Interestingly, larger brainstem F0 encoding has not been found for good reading (Banai et al., 2009); as noted previously, good readers have greater representation of formant-related higher harmonics (e.g. H4-H7) in brainstem responses compared to poor readers, but the lower harmonics have not been implicated in poor readers. The differing importance of pitch-related lower harmonics for SIN perception and formant-related higher harmonics for reading suggests the existence of distinct neural signatures for these tasks.

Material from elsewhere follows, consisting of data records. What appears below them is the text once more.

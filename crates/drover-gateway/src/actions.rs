//! Operational actions exposed to the decision step.
//!
//! Most actions call the operations API; `send_message` goes out through
//! the messaging channel. Bad arguments and API-level failures come back
//! as error outputs so the decision step can react to them; only transport
//! failures surface as errors to the controller.

use std::sync::Arc;
use std::time::Duration;

use anyhow::{Context, Result};
use async_trait::async_trait;
use drover_core::traits::Action;
use drover_core::types::{ActionOutput, ActionSpec};
use drover_core::ActionRouter;
use reqwest::Client;
use serde_json::{Value, json};

use crate::channel::ChannelClient;
use crate::config::OperationsConfig;

const TOKEN_ENV: &str = "DROVER_OPS_TOKEN";

/// Shared HTTP client for the operations API.
pub(crate) struct OpsClient {
    client: Client,
    base_url: String,
    token: Option<String>,
}

impl OpsClient {
    pub(crate) fn new(config: &OperationsConfig) -> Result<Self> {
        let client = Client::builder()
            .timeout(Duration::from_secs(60))
            .build()
            .context("failed to create HTTP client")?;
        Ok(Self {
            client,
            base_url: config.base_url.trim_end_matches('/').to_owned(),
            token: std::env::var(TOKEN_ENV).ok(),
        })
    }

    fn request(&self, method: reqwest::Method, path: &str) -> reqwest::RequestBuilder {
        let mut req = self.client.request(method, format!("{}{path}", self.base_url));
        if let Some(token) = &self.token {
            req = req.bearer_auth(token);
        }
        req
    }

    async fn get(&self, path: &str) -> Result<ActionOutput> {
        let response = self
            .request(reqwest::Method::GET, path)
            .send()
            .await
            .with_context(|| format!("operations API request failed: GET {path}"))?;
        Self::into_output(response).await
    }

    async fn post(&self, path: &str, body: &Value) -> Result<ActionOutput> {
        let response = self
            .request(reqwest::Method::POST, path)
            .json(body)
            .send()
            .await
            .with_context(|| format!("operations API request failed: POST {path}"))?;
        Self::into_output(response).await
    }

    async fn into_output(response: reqwest::Response) -> Result<ActionOutput> {
        let status = response.status();
        let body = response.text().await.unwrap_or_default();
        if status.is_success() {
            Ok(ActionOutput::success(body))
        } else {
            Ok(ActionOutput::error(format!(
                "operations API returned {status}: {body}"
            )))
        }
    }
}

impl std::fmt::Debug for OpsClient {
    fn fmt(&self, f: &mut std::fmt::Formatter<'_>) -> std::fmt::Result {
        f.debug_struct("OpsClient")
            .field("base_url", &self.base_url)
            .finish_non_exhaustive()
    }
}

fn required_str(arguments: &Value, key: &str) -> std::result::Result<String, ActionOutput> {
    arguments
        .get(key)
        .and_then(Value::as_str)
        .map(str::to_owned)
        .ok_or_else(|| ActionOutput::error(format!("missing required argument: {key}")))
}

// ---------------------------------------------------------------------------
// Instance lifecycle
// ---------------------------------------------------------------------------

#[derive(Debug)]
pub(crate) struct StartInstanceAction {
    ops: Arc<OpsClient>,
}

#[async_trait]
impl Action for StartInstanceAction {
    fn definition(&self) -> ActionSpec {
        ActionSpec::new(
            "start_instance",
            "Start a stopped compute instance by id.",
            json!({
                "type": "object",
                "properties": {
                    "instance_id": {"type": "string", "description": "Instance identifier"}
                },
                "required": ["instance_id"]
            }),
        )
    }

    async fn execute(&self, arguments: Value) -> Result<ActionOutput> {
        let instance_id = match required_str(&arguments, "instance_id") {
            Ok(id) => id,
            Err(output) => return Ok(output),
        };
        self.ops
            .post(&format!("/instances/{instance_id}/start"), &json!({}))
            .await
    }
}

#[derive(Debug)]
pub(crate) struct StopInstanceAction {
    ops: Arc<OpsClient>,
}

#[async_trait]
impl Action for StopInstanceAction {
    fn definition(&self) -> ActionSpec {
        ActionSpec::new(
            "stop_instance",
            "Stop a running compute instance by id.",
            json!({
                "type": "object",
                "properties": {
                    "instance_id": {"type": "string", "description": "Instance identifier"}
                },
                "required": ["instance_id"]
            }),
        )
    }

    async fn execute(&self, arguments: Value) -> Result<ActionOutput> {
        let instance_id = match required_str(&arguments, "instance_id") {
            Ok(id) => id,
            Err(output) => return Ok(output),
        };
        self.ops
            .post(&format!("/instances/{instance_id}/stop"), &json!({}))
            .await
    }
}

#[derive(Debug)]
pub(crate) struct ListInstancesAction {
    ops: Arc<OpsClient>,
}

#[async_trait]
impl Action for ListInstancesAction {
    fn definition(&self) -> ActionSpec {
        ActionSpec::new(
            "list_instances",
            "List compute instances with their names and current state.",
            json!({"type": "object", "properties": {}}),
        )
    }

    async fn execute(&self, _arguments: Value) -> Result<ActionOutput> {
        self.ops.get("/instances").await
    }
}

// ---------------------------------------------------------------------------
// Billing
// ---------------------------------------------------------------------------

#[derive(Debug)]
pub(crate) struct BillingSummaryAction {
    ops: Arc<OpsClient>,
}

#[async_trait]
impl Action for BillingSummaryAction {
    fn definition(&self) -> ActionSpec {
        ActionSpec::new(
            "billing_summary",
            "Fetch a cost breakdown for the last N days (default 30).",
            json!({
                "type": "object",
                "properties": {
                    "days": {"type": "integer", "description": "Days to look back", "default": 30}
                }
            }),
        )
    }

    async fn execute(&self, arguments: Value) -> Result<ActionOutput> {
        let days = arguments.get("days").and_then(Value::as_u64).unwrap_or(30);
        self.ops.get(&format!("/billing/summary?days={days}")).await
    }
}

// ---------------------------------------------------------------------------
// Tickets
// ---------------------------------------------------------------------------

#[derive(Debug)]
pub(crate) struct CreateTicketAction {
    ops: Arc<OpsClient>,
}

#[async_trait]
impl Action for CreateTicketAction {
    fn definition(&self) -> ActionSpec {
        ActionSpec::new(
            "create_ticket",
            "Create a work-tracking ticket with a title and description.",
            json!({
                "type": "object",
                "properties": {
                    "title": {"type": "string"},
                    "description": {"type": "string"},
                    "acceptance_criteria": {"type": "string"}
                },
                "required": ["title", "description"]
            }),
        )
    }

    async fn execute(&self, arguments: Value) -> Result<ActionOutput> {
        let title = match required_str(&arguments, "title") {
            Ok(title) => title,
            Err(output) => return Ok(output),
        };
        let description = match required_str(&arguments, "description") {
            Ok(description) => description,
            Err(output) => return Ok(output),
        };
        let acceptance_criteria = arguments
            .get("acceptance_criteria")
            .and_then(Value::as_str)
            .unwrap_or_default();

        self.ops
            .post(
                "/tickets",
                &json!({
                    "title": title,
                    "description": description,
                    "acceptance_criteria": acceptance_criteria
                }),
            )
            .await
    }
}

// ---------------------------------------------------------------------------
// Outbound messaging
// ---------------------------------------------------------------------------

#[derive(Debug)]
pub(crate) struct SendMessageAction {
    channel: Arc<ChannelClient>,
}

#[async_trait]
impl Action for SendMessageAction {
    fn definition(&self) -> ActionSpec {
        ActionSpec::new(
            "send_message",
            "Send a chat message to a recipient other than the current thread.",
            json!({
                "type": "object",
                "properties": {
                    "recipient": {"type": "string", "description": "Recipient phone number"},
                    "message": {"type": "string"}
                },
                "required": ["recipient", "message"]
            }),
        )
    }

    async fn execute(&self, arguments: Value) -> Result<ActionOutput> {
        let recipient = match required_str(&arguments, "recipient") {
            Ok(recipient) => recipient,
            Err(output) => return Ok(output),
        };
        let message = match required_str(&arguments, "message") {
            Ok(message) => message,
            Err(output) => return Ok(output),
        };

        self.channel.send_text(&recipient, &message).await?;
        Ok(ActionOutput::success(format!("message sent to {recipient}")))
    }
}

/// Build the full action router for the gateway.
pub(crate) fn build_router(ops: Arc<OpsClient>, channel: Arc<ChannelClient>) -> ActionRouter {
    ActionRouter::new(vec![
        Box::new(StartInstanceAction {
            ops: Arc::clone(&ops),
        }),
        Box::new(StopInstanceAction {
            ops: Arc::clone(&ops),
        }),
        Box::new(ListInstancesAction {
            ops: Arc::clone(&ops),
        }),
        Box::new(BillingSummaryAction {
            ops: Arc::clone(&ops),
        }),
        Box::new(CreateTicketAction { ops }),
        Box::new(SendMessageAction { channel }),
    ])
}

#[allow(clippy::unwrap_used)]
#[cfg(test)]
mod tests {
    use super::*;

    #[test]
    fn required_str_reports_missing_argument() {
        let output = required_str(&json!({}), "instance_id").unwrap_err();
        assert!(output.is_error);
        assert_eq!(output.content, "missing required argument: instance_id");
    }

    #[test]
    fn required_str_extracts_value() {
        let value = required_str(&json!({"instance_id": "i-1"}), "instance_id").unwrap();
        assert_eq!(value, "i-1");
    }

    #[tokio::test]
    async fn start_instance_rejects_missing_id_without_calling_api() {
        let ops = Arc::new(
            OpsClient::new(&OperationsConfig {
                base_url: "http://127.0.0.1:9".to_owned(),
            })
            .unwrap(),
        );
        let action = StartInstanceAction { ops };
        let output = action.execute(json!({})).await.unwrap();
        assert!(output.is_error);
        assert!(output.content.contains("instance_id"));
    }
}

Pitch cues may serve as perceptual anchors formed in response to stimulus regularities, and perceptual anchors enable the comparative discriminations needed for SIN perception (Ahissar et al., 2006; Ahissar, 2007; Chandrasekaran et al., 2009a). Ahissar et al. (2006) compared normal-learning children to children who had dyslexia combined with oral language disorders and found that the children with dyslexia had poorer SIN performance only when using small sets of stimuli but not when using large sets. They reasoned that the small set of stimuli allowed normal-learning children to form perceptual anchors, thereby profiting from repetition of the stimuli in order to improve performance. This context-dependent enhancement was recently noted in children using speech-evoked brainstem responses (Chandrasekaran et al., 2009a), in which greater brainstem representation of pitch-related spectral amplitudes in a repetitive vs. a variable stimulus context was associated with better SIN perception. The ability to modulate representation of pitch based on stimulus regularities is important for “tagging” relevant speech features, a key component of object identification and SIN perception. Therefore, in addition to difficulties with pitch perception and subsequent auditory grouping, children with diminished F0 and H2 representation are likely to have reduced ability to lock onto the pitch of the target signal, contributing to poorer SIN performance.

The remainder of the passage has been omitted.